(Collected data entries)
════════════════════

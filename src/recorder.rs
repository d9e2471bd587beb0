//! Buffered CSV output of committed measurements.
//!
//! Rows are kept in memory while a run is in progress and only written out on
//! [`Recorder::flush`], or when the recorder is dropped. Flushing an empty
//! buffer does nothing, so flushing twice is harmless.
//!
//! The first row is a header:
//!
//! ```text
//! "Label","Subject","Tracker","Timestamp","Target-ID","Target-X","Target-Y","Cursor-X","Cursor-Y","Actual-X","Actual-Y"
//! ```
//!
//! For binocular trackers `"Right-X","Right-Y","Left-X","Left-Y"` follow.

use crate::config::ConfigError;
use crate::position::Position;
use crate::position_store::Snapshot;

use chrono::{DateTime, Local};
use log::{error, info};
use serde::{Deserialize, Serialize};
use std::{
    borrow::Cow,
    fmt::{self, Write as _},
    fs::{File, OpenOptions},
    io::{self, Write},
    path::{Path, PathBuf},
    str::FromStr,
};

const TIMESTAMP_FORMAT: &str = "%Y-%m-%d %H:%M:%S";
const BANNER_TOP: &str = "========= data output - copy/paste into notepad =========";
const BANNER_BOTTOM: &str = "=========================================================";

/// Where measurements end up.
#[derive(Debug, Clone, Copy, PartialEq, Eq, Deserialize, Serialize)]
#[serde(rename_all = "lowercase")]
pub enum SinkKind {
    /// Standard output, wrapped in a banner so it can be copied out
    #[serde(alias = "cout")]
    Console,
    /// Appended to a file
    File,
}

impl FromStr for SinkKind {
    type Err = ConfigError;
    fn from_str(s: &str) -> Result<Self, Self::Err> {
        match s {
            "cout" | "console" => Ok(Self::Console),
            "file" => Ok(Self::File),
            _ => Err(ConfigError::UnknownSink(s.to_owned())),
        }
    }
}

impl fmt::Display for SinkKind {
    fn fmt(&self, f: &mut fmt::Formatter<'_>) -> fmt::Result {
        match self {
            Self::Console => write!(f, "console"),
            Self::File => write!(f, "file"),
        }
    }
}

/// The fields that are the same on every row of a run.
#[derive(Debug, Clone, PartialEq, Eq)]
pub struct RunLabels {
    pub label: String,
    pub tracker_name: String,
    pub subject: String,
    /// Add per-eye columns
    pub binocular: bool,
}

/// One committed measurement.
#[derive(Debug, Clone, Copy, PartialEq)]
pub struct TrialRecord {
    pub timestamp: DateTime<Local>,
    pub target_index: usize,
    pub target: Position,
    pub cursor: Position,
    /// Best single gaze estimate
    pub gaze: Position,
    pub gaze_right: Position,
    pub gaze_left: Position,
}

impl TrialRecord {
    /// A record of the given snapshot, stamped with the current local time.
    pub fn from_snapshot(target_index: usize, snapshot: &Snapshot) -> Self {
        Self {
            timestamp: Local::now(),
            target_index,
            target: snapshot.target,
            cursor: snapshot.cursor,
            gaze: snapshot.gaze,
            gaze_right: snapshot.gaze_right,
            gaze_left: snapshot.gaze_left,
        }
    }
}

#[derive(Debug, Clone, PartialEq, Eq)]
enum Destination {
    Console,
    File(PathBuf),
    Writer,
}

/// Collects measurement rows and writes them to a sink.
pub struct Recorder {
    labels: RunLabels,
    destination: Destination,
    out: Box<dyn Write + Send>,
    buffer: String,
    /// Bytes of `buffer` already handed to `out`
    written: usize,
}

impl Recorder {
    /// A recorder that prints to standard output.
    pub fn console(labels: RunLabels) -> Self {
        Self::new(labels, Destination::Console, Box::new(io::stdout()), true)
    }

    /// A recorder that appends to the file at `path`, creating it if needed.
    /// The header is only written if the file is empty.
    pub fn file(labels: RunLabels, path: impl AsRef<Path>) -> Result<Self, RecorderError> {
        let path = path.as_ref();
        let open_error = |source: io::Error| RecorderError::Open {
            path: path.to_owned(),
            source,
        };

        let file: File = OpenOptions::new()
            .create(true)
            .append(true)
            .open(path)
            .map_err(open_error)?;
        let empty = file.metadata().map_err(open_error)?.len() == 0;

        Ok(Self::new(
            labels,
            Destination::File(path.to_owned()),
            Box::new(file),
            empty,
        ))
    }

    /// A recorder writing to any writer, header first.
    pub fn to_writer(labels: RunLabels, out: Box<dyn Write + Send>) -> Self {
        Self::new(labels, Destination::Writer, out, true)
    }

    /// A recorder of the given kind. File sinks need a path.
    pub fn create(
        kind: SinkKind,
        labels: RunLabels,
        path: Option<&Path>,
    ) -> Result<Self, RecorderError> {
        match kind {
            SinkKind::Console => Ok(Self::console(labels)),
            SinkKind::File => match path {
                Some(path) => Self::file(labels, path),
                None => Err(RecorderError::MissingPath),
            },
        }
    }

    fn new(
        labels: RunLabels,
        destination: Destination,
        out: Box<dyn Write + Send>,
        with_header: bool,
    ) -> Self {
        let mut buffer = String::new();
        if with_header {
            buffer.push_str(&header(labels.binocular));
            buffer.push('\n');
        }
        Self {
            labels,
            destination,
            out,
            buffer,
            written: 0,
        }
    }

    /// Add a row to the buffer. Returns true once the row is buffered.
    pub fn write_row(&mut self, record: &TrialRecord) -> bool {
        let row = format_row(&self.labels, record);
        writeln!(self.buffer, "{row}").is_ok()
    }

    /// Write out everything buffered so far and empty the buffer.
    ///
    /// If writing fails partway, the next flush carries on from the first
    /// byte that didn't make it out.
    pub fn flush(&mut self) -> Result<(), RecorderError> {
        if self.buffer.is_empty() {
            return Ok(());
        }

        if self.written == 0 {
            match &self.destination {
                Destination::Console => {
                    writeln!(self.out)?;
                    writeln!(self.out, "{BANNER_TOP}")?;
                }
                Destination::File(path) => info!("Writing data to {}", path.display()),
                Destination::Writer => {}
            }
        }
        self.write_pending()?;
        if self.destination == Destination::Console {
            writeln!(self.out, "{BANNER_BOTTOM}")?;
            writeln!(self.out)?;
        }
        self.out.flush()?;

        self.buffer.clear();
        self.written = 0;
        Ok(())
    }

    fn write_pending(&mut self) -> io::Result<()> {
        while self.written < self.buffer.len() {
            match self.out.write(&self.buffer.as_bytes()[self.written..]) {
                Ok(0) => return Err(io::ErrorKind::WriteZero.into()),
                Ok(n) => self.written += n,
                Err(e) if e.kind() == io::ErrorKind::Interrupted => {}
                Err(e) => return Err(e),
            }
        }
        Ok(())
    }
}

impl fmt::Debug for Recorder {
    fn fmt(&self, f: &mut fmt::Formatter<'_>) -> fmt::Result {
        f.debug_struct("Recorder")
            .field("labels", &self.labels)
            .field("destination", &self.destination)
            .field("buffered", &self.buffer.len())
            .finish()
    }
}

impl Drop for Recorder {
    fn drop(&mut self) {
        if let Err(e) = self.flush() {
            error!("Lost buffered measurements: {e}");
        }
    }
}

fn header(binocular: bool) -> String {
    let mut columns = vec![
        "Label", "Subject", "Tracker", "Timestamp", "Target-ID", "Target-X", "Target-Y",
        "Cursor-X", "Cursor-Y", "Actual-X", "Actual-Y",
    ];
    if binocular {
        columns.extend(["Right-X", "Right-Y", "Left-X", "Left-Y"]);
    }
    columns
        .iter()
        .map(|c| format!("\"{c}\""))
        .collect::<Vec<_>>()
        .join(",")
}

fn format_row(labels: &RunLabels, record: &TrialRecord) -> String {
    let mut row = format!(
        "\"{}\",\"{}\",\"{}\",\"{}\",{},{},{},{},{},{},{}",
        labels.label,
        labels.subject,
        labels.tracker_name,
        record.timestamp.format(TIMESTAMP_FORMAT),
        record.target_index,
        record.target.x,
        record.target.y,
        record.cursor.x,
        record.cursor.y,
        record.gaze.x,
        record.gaze.y,
    );
    if labels.binocular {
        row.push_str(&format!(
            ",{},{},{},{}",
            record.gaze_right.x, record.gaze_right.y, record.gaze_left.x, record.gaze_left.y
        ));
    }
    row
}

/// Failure to set up or write to a measurement sink.
#[derive(Debug)]
pub enum RecorderError {
    /// A file sink was asked for without a file
    MissingPath,
    /// The output file could not be opened
    Open {
        /// The file
        path: PathBuf,
        /// Why it failed
        source: io::Error,
    },
    /// Writing out the buffer failed
    Io(io::Error),
}

impl fmt::Display for RecorderError {
    fn fmt(&self, f: &mut fmt::Formatter<'_>) -> fmt::Result {
        use RecorderError as RE;
        let msg = match self {
            RE::MissingPath => Cow::from("no output file given for the file data store"),
            RE::Open { path, source } => {
                Cow::from(format!("could not open file {}: {source}", path.display()))
            }
            RE::Io(error) => Cow::from(format!("io error: {error}")),
        };

        write!(f, "{}", msg)
    }
}

impl std::error::Error for RecorderError {
    fn source(&self) -> Option<&(dyn std::error::Error + 'static)> {
        match self {
            Self::Open { source, .. } => Some(source),
            Self::Io(error) => Some(error),
            Self::MissingPath => None,
        }
    }
}

impl From<io::Error> for RecorderError {
    fn from(value: io::Error) -> Self {
        Self::Io(value)
    }
}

════════════════════

All lines with the word "info" are needed; pull them from the entries and copy each.

use log::{error, info};
                Destination::File(path) => info!("Writing data to {}", path.display()),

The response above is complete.